Cd 1 (27 titres) : Les indiscutables "Dirty water" des Standells, "I had to much to dream last night" des Electric Prunes, "Pushing too hard" des Seeds, "No time like the right time" du Blues Project, "Moulty" des Barbarians, "Oh yeah" des Shadows of Knight, "Night time" de Strangeloves, "You’re gonna miss me" des 13th Floor Elevators, "Tobacco road" de Blues Magoos, "Let’s talk about girls" du Chocolate Watch Band et autre "Psychotic reaction" du Count Five... Rien que du caviar !

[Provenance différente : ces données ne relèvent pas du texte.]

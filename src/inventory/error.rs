use thiserror::Error;

/// Errors surfaced to callers of the inventory pipeline.
///
/// Network and decode faults are absorbed inside the pipeline and never show up
/// here; only lookups against a finished run and unusable endpoint bases do.
#[derive(Error, Debug, Clone, PartialEq, Eq)]
pub enum InventoryError {
    #[error("inventory not found for app {app_id} context {context_id}")]
    NotFound { app_id: u32, context_id: u64 },
    #[error("invalid endpoint url {url}: {reason}")]
    InvalidUrl { url: String, reason: String },
}
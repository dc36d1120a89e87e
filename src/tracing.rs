use tracing_subscriber::{fmt::SubscriberBuilder, EnvFilter};

/// Sets up the global tracing subscriber with a fmt formatter and env filter.
///
/// The caller provides a fallback filter string that is used when `RUST_LOG` is
/// not set.
pub fn init_tracing(default_filter: &str) -> Result<(), anyhow::Error> {
    let filter =
        EnvFilter::try_from_default_env().unwrap_or_else(|_| EnvFilter::new(default_filter));

    SubscriberBuilder::default()
        .with_env_filter(filter)
        .with_target(true)
        .with_line_number(true)
        .with_file(true)
        .with_writer(std::io::stderr)
        .try_init()
        .map_err(|e| anyhow::anyhow!("failed to initialize tracing: {}", e))
}
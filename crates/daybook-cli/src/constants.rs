//! Constants used throughout the CLI.

/// Exit codes for the CLI.
///
/// These follow common Unix conventions:
/// - 0: Success
/// - 1: General error (used by anyhow for unhandled errors)
/// - 2: Misuse of shell command (reserved by shells, clap usage errors)
/// - 3+: Application-specific errors
pub mod exit_codes {
    /// Resource not found (config, journal, entry).
    pub const NOT_FOUND: i32 = 3;

    /// Invalid user input or arguments.
    pub const INVALID_INPUT: i32 = 4;

    /// Authentication failed (wrong passphrase, too many attempts).
    pub const AUTH_FAILED: i32 = 5;

    /// One or more entries could not be decrypted.
    pub const INTEGRITY_FAILED: i32 = 6;
}

/// Environment variable holding the journal passphrase.
pub const PASSPHRASE_ENV: &str = "DAYBOOK_PASSPHRASE";

/// Environment variable overriding the config file location.
pub const CONFIG_ENV: &str = "DAYBOOK_CONFIG";

/// Environment variable holding a tracing filter directive.
pub const LOG_ENV: &str = "DAYBOOK_LOG";

/// Passphrase prompts allowed before giving up.
pub const MAX_PASSPHRASE_ATTEMPTS: u32 = 3;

Cd 2 (31 titres) : Ce sont pour la plupart ceux qui ont raté de peu la sélection de 72. Par injustice, pour Music Machine et son fulgurant "Talk talk" à basse nucléaire ou pour les Sonics (un "Strychnine" fondateur) ou plus logiquement par faute de place, pour Kenny & The Kasuals, The Litter, Kim Fowley (pas encore Dorian Gray du rock, avec son bien sale "The trip"), The Outsiders, The Swinging Medallions, The Squires...

Cd 3 (30 titres) et Cd 4 (30 titres) : les curiosités. Des clones charmants des Turtles (son rond, mélodies accrocheuses, joyeusement simple) comme Lyme & Cybelle ("Follow me"), The Gestures ("Run run run"), Lollipop Shoppe ("You must be a witch") ou "It’s cold outside", le chef d’oeuvre du genre signé The Choir. Des déclinaisons "à la Kinks" ou "à la Them" (icônes des garage bands) : The Rationals (reprise de "I need you"), The Unique ("You ain’t tuff"), The Kingsmen ("Louie Louie")... Ou la synthèse des deux réalisée par The Balloon Farm avec son fantastique "Question of temperature". Les punk stoniens Wailers ("Out of our tree") inventeurs du "Northwest sound" et inspirateurs des Sonics, le jouissif "I think i’m down" par The Harbinger Complex, combo à voix Jaggeriennes sur guitares fuzz sales, "I want candy" des Strangelove et leur beat à la Bo Diddley (hit paradisé en 1982 par Bow Wow Wow), "Complication" des excellents Monks, américains basés en Allemagne, "Codine" des Charlatans de Mike Wilhelm, "Mr pharmacist" de The Other Half, "Bad girl" de Zakary Thaks et LA découverte sortie de nulle part, jamais entendue en version originale auparavant, "(Would I still be) her big man" des Brigands, devenue en 1966 "Ah si j’avais pensé" par notre (grand) Noël Deschamps hexagonal.
Le livret est un livre monumental de 100 pages détaillant chacun des 118 morceaux, avec moult textes, photos, reproductions de pochettes rares et d’affiches de concerts... Un objet incontournable, malheureusement pas pressé en France et seulement importé.